Other offices have partisan primary races. This means that the primary election determines which candidate represents a given party in the general election.

For example, the Nebraska governor’s race has two Republicans and three Democrats in the primary. There will be two winners — one for each party, and those two will go on to appear on the general election ballot.

Some races, both nonpartisan and partisan ones, won’t be on the primary ballot because the number of candidates is small enough that they all advance to the general election.

For example, there’s only one Democratic candidate for secretary of state (a statewide, partisan race) but there are two Republican candidates, so voters who vote the Democratic ballot won’t see secretary of state as an option but those who vote the Republican ballot will.

Omaha Public Schools’ bond issue

Residents in the Omaha Public School District will have an issue on their ballots, in addition to the primary candidates running for representation of their districts. OPS voters will decide to grant or not grant a bond to fund the school district. You can find out more about this issue from Go Vote, Omaha.

Who Can Vote

You are eligible to vote in Nebraska if you are:

  1. A Nebraska resident; and
  2. A US citizen; and
  3. At least 18 years old OR 17 years old but you’ll be 18 by Nov. 6, 2018; and
  4. Have never been convicted of a felony OR have been convicted of a felony but have completed your entire sentence (including probation/parole and incarceration), plus 2 years of wait-time. (Citizens with misdemeanor convictions or citizens who have spent time in jail, including while awaiting trial, do not lose their right to vote.)

What about political parties?

Voters must select a political party when they register. There are four recognized parties: Republican, Democratic, Libertarian and Nonpartisan.

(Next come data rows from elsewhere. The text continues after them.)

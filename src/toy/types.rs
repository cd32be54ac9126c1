//! The toy capability table: per-model data describing what a given toy
//! supports, replacing the source library's per-subclass inheritance with a
//! single record type (`spec.md` §9 Design Notes — data over inheritance).

use std::time::Duration;

use crate::transactor::WireVariant;

/// Display/identification metadata for a toy model, transcribed from the
/// source library's `ToyType` named tuple.
#[derive(Debug, Clone, Copy, PartialEq, Eq)]
pub struct ToyTypeInfo {
    pub display_name: &'static str,
    pub prefix: Option<&'static str>,
    pub filter_prefix: &'static str,
}

/// One sensor component's bit position in the streaming mask and its
/// value range, used to rescale a raw streamed word into engineering
/// units. `modifier` mirrors the source schema's occasional scalar
/// multiplier (e.g. locator coordinates scaled by 100).
#[derive(Debug, Clone, Copy)]
pub struct ToySensor {
    pub bit: u32,
    pub min_value: f64,
    pub max_value: f64,
    pub modifier: Option<fn(f64) -> f64>,
}

impl ToySensor {
    pub const fn new(bit: u32, min_value: f64, max_value: f64) -> Self {
        ToySensor { bit, min_value, max_value, modifier: None }
    }

    pub const fn with_modifier(bit: u32, min_value: f64, max_value: f64, modifier: fn(f64) -> f64) -> Self {
        ToySensor { bit, min_value, max_value, modifier: Some(modifier) }
    }

    pub fn apply_modifier(&self, raw: f64) -> f64 {
        match self.modifier {
            Some(f) => f(raw),
            None => raw,
        }
    }
}

/// A named sensor component nested under a group, e.g. `("x", ToySensor)`
/// inside the `"accelerometer"` group.
pub type SensorComponent = (&'static str, ToySensor);

/// A sensor group, e.g. `("accelerometer", [x, y, z])`. Declared as a flat
/// list of groups, each an ordered list of components, so schema order is
/// preserved exactly as authored — the mask bit order the source library
/// gets from `OrderedDict` iteration.
pub type SensorGroup = (&'static str, &'static [SensorComponent]);

/// Which sensor streaming protocol a model speaks. Both exist on the v2
/// wire; which one a given toy uses is a property of the toy, not the wire
/// version (`spec.md` §4.5 — Mini uses bitmask, Rvr uses slotted).
#[derive(Debug, Clone, Copy, PartialEq, Eq)]
pub enum StreamingProtocol {
    Bitmask,
    Slotted,
}

/// Which LED mask width, if any, a model's IO controller accepts.
#[derive(Debug, Clone, Copy, PartialEq, Eq)]
pub enum LedMaskWidth {
    /// No mask command at all — LEDs are set directly (Sphero-classic).
    None,
    Bits8,
    Bits16,
    Bits32,
}

/// One named attribute of a v2 slotted streaming service (component C9),
/// e.g. `accelerometer`'s `x`/`y`/`z`. Distinct from [`ToySensor`]: a
/// streaming attribute has no mask bit — its position comes from
/// declaration order within the service — and decodes through a linear
/// rescale of a fixed-width integer rather than a 2-byte scaled word.
#[derive(Debug, Clone, Copy)]
pub struct StreamingAttribute {
    pub name: &'static str,
    pub min_value: f64,
    pub max_value: f64,
    pub modifier: Option<fn(f64) -> f64>,
}

impl StreamingAttribute {
    pub const fn new(name: &'static str, min_value: f64, max_value: f64) -> Self {
        StreamingAttribute { name, min_value, max_value, modifier: None }
    }

    pub const fn with_modifier(
        name: &'static str,
        min_value: f64,
        max_value: f64,
        modifier: fn(f64) -> f64,
    ) -> Self {
        StreamingAttribute { name, min_value, max_value, modifier: Some(modifier) }
    }

    pub fn apply_modifier(&self, raw: f64) -> f64 {
        match self.modifier {
            Some(f) => f(raw),
            None => raw,
        }
    }
}

/// The wire width of one streaming-service sample word.
#[derive(Debug, Clone, Copy, PartialEq, Eq)]
pub enum StreamingDataSize {
    Bits8,
    Bits16,
    Bits32,
}

impl StreamingDataSize {
    pub fn byte_len(self) -> usize {
        match self {
            StreamingDataSize::Bits8 => 1,
            StreamingDataSize::Bits16 => 2,
            StreamingDataSize::Bits32 => 4,
        }
    }

    /// The configuration-command size code (§4.9): `0` for 8-bit, `1` for
    /// 16-bit, `2` for 32-bit.
    pub fn code(self) -> u8 {
        match self {
            StreamingDataSize::Bits8 => 0,
            StreamingDataSize::Bits16 => 1,
            StreamingDataSize::Bits32 => 2,
        }
    }

    fn max_raw(self) -> f64 {
        match self {
            StreamingDataSize::Bits8 => u8::MAX as f64,
            StreamingDataSize::Bits16 => u16::MAX as f64,
            StreamingDataSize::Bits32 => u32::MAX as f64,
        }
    }
}

/// A named v2 slotted streaming service (e.g. `accelerometer`, `locator`,
/// `color_detection`): an ordered set of attributes sampled together,
/// addressed by a firmware `index`, delivered on a given `slot` of a given
/// `processor`.
#[derive(Debug, Clone, Copy)]
pub struct StreamingService {
    pub name: &'static str,
    pub index: u16,
    pub slot: u8,
    pub processor: u8,
    pub data_size: StreamingDataSize,
    pub attributes: &'static [StreamingAttribute],
}

impl StreamingService {
    /// Decodes one sample: every attribute's raw fixed-width unsigned word,
    /// linearly rescaled from `[0, 2^bits - 1]` into `[min_value,
    /// max_value]`, then passed through its modifier.
    pub fn decode(&self, data: &[u8]) -> Vec<(&'static str, f64)> {
        let width = self.data_size.byte_len();
        let max_raw = self.data_size.max_raw();
        data.chunks_exact(width)
            .zip(self.attributes.iter())
            .map(|(chunk, attr)| {
                let raw = chunk.iter().fold(0u64, |acc, &b| (acc << 8) | b as u64) as f64;
                let scaled = attr.min_value + (raw / max_raw) * (attr.max_value - attr.min_value);
                (attr.name, attr.apply_modifier(scaled))
            })
            .collect()
    }
}

/// The full per-model capability record.
pub struct ToyCapabilities {
    pub toy_type: ToyTypeInfo,
    pub wire: WireVariant,
    pub cmd_safe_interval: Duration,
    pub processor_count: u8,
    pub streaming_protocol: StreamingProtocol,
    pub led_mask_width: LedMaskWidth,
    pub led_count: u8,
    pub sensors: &'static [SensorGroup],
    pub extended_sensors: &'static [SensorGroup],
    /// The v2 slotted streaming services this model exposes. Empty on
    /// models using the bitmask protocol instead (`streaming_protocol ==
    /// StreamingProtocol::Bitmask`).
    pub streaming_services: &'static [StreamingService],
    /// The `(did, cid)` pairs this model actually supports — a capability
    /// check before dispatch, the data-driven replacement for per-subclass
    /// method availability.
    pub supported: &'static [(u8, u8)],
}

impl ToyCapabilities {
    pub fn implements(&self, did: u8, cid: u8) -> bool {
        self.supported.iter().any(|&(d, c)| d == did && c == cid)
    }

    pub fn find_sensor(&self, group: &str, component: &str) -> Option<ToySensor> {
        self.sensors
            .iter()
            .chain(self.extended_sensors.iter())
            .find(|(name, _)| *name == group)
            .and_then(|(_, components)| components.iter().find(|(name, _)| *name == component))
            .map(|(_, sensor)| *sensor)
    }

    pub fn find_streaming_service(&self, name: &str) -> Option<&'static StreamingService> {
        self.streaming_services.iter().find(|s| s.name == name)
    }
}

#[cfg(test)]
mod tests {
    use super::*;

    const SENSORS: &[SensorGroup] =
        &[("accelerometer", &[("x", ToySensor::new(0x8000, -8.19, 8.19)), ("y", ToySensor::new(0x4000, -8.19, 8.19))])];

    const CAPS: ToyCapabilities = ToyCapabilities {
        toy_type: ToyTypeInfo { display_name: "Test", prefix: None, filter_prefix: "TT" },
        wire: WireVariant::V2,
        cmd_safe_interval: Duration::from_millis(120),
        processor_count: 1,
        streaming_protocol: StreamingProtocol::Bitmask,
        led_mask_width: LedMaskWidth::Bits16,
        led_count: 7,
        sensors: SENSORS,
        extended_sensors: &[],
        streaming_services: &[],
        supported: &[(24, 0), (24, 2)],
    };

    #[test]
    fn implements_reports_only_supported_pairs() {
        assert!(CAPS.implements(24, 0));
        assert!(!CAPS.implements(24, 1));
    }

    #[test]
    fn find_sensor_looks_up_nested_component() {
        let sensor = CAPS.find_sensor("accelerometer", "x").unwrap();
        assert_eq!(sensor.bit, 0x8000);
    }
}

Registered voters of all parties (including nonpartisans) can vote in the primary election. Republican, Democratic and Libertarian voters will receive ballots specific to their respective parties. Nonpartisan voters will receive Nonpartisan ballots and can also choose to vote an additional ballot. If they elect to, Nonpartisans can choose to also vote the Nonpartisan Republican ballot, Nonpartisan Democratic ballot or Nonpartisan Libertarian ballot. These additional ballots include only the respective party’s Congressional race. View this graphic from the Douglas County Election Commission for a visual explanation.

What if I don’t have an address or are registered at my parents’ address but go to school out-of-state?

If you are registered at your parent’s home, you will need to request an early ballot to vote by mail.

If you live in a shelter, you can register to vote using the address of the shelter. You can vote early or on Election Day.

If you do not have an address at all, you can register to vote using the address of your county election commission office as your address. You can then vote early, in-person at the election commission office between April 16 and May 14. You cannot vote on Election Day.

If you are in a county jail, you can register to vote using your home address. You will need to request an early ballot to vote by mail.

How to Register to Vote

The deadline to register to vote in this election is April 30.

Nebraska residents can register online via the Nebraska Secretary of State’s website.

You can also register to by paper: You can fill out and print the form and mail it to your election commission or bring it in. (Mailed registrations must be postmarked by April 30.)

Douglas County Election Commission
225 North 115th Street
Omaha, NE 68154

Sarpy County Election Commission
501 Olson Dr. Suite 4
Papillion, NE 68046

Verify your registration and that all your information is correct by going to the Nebraska Voter Check website and entering your information under “Registration Information.”

How, When & Where to Vote

Nebraska voters can: vote early by going to their county election office (early in-person voting), vote early by mailing their ballot to their county election office (vote by mail), vote early by dropping off a ballot in a dropbox, or vote in-person at their polling place.

Early Voting

You can go to your county election commission office and vote early in-person any time between 8 a.m. Monday, April 16 and 6 p.m. Monday, May 14. Here are the office addresses:

Douglas County Election Commission
225 North 115th Street
Omaha, NE 68154

Sarpy County Election Commission
501 Olson Dr. Suite 4
Papillion, NE 68046

Vote By Mail (VBM)

In Douglas and Sarpy counties, you have to request a ballot to get it mailed to you. If you request a ballot, you cannot vote on Election Day. In Douglas County, you can also drop your ballot off at a dropbox instead of putting it in the mail.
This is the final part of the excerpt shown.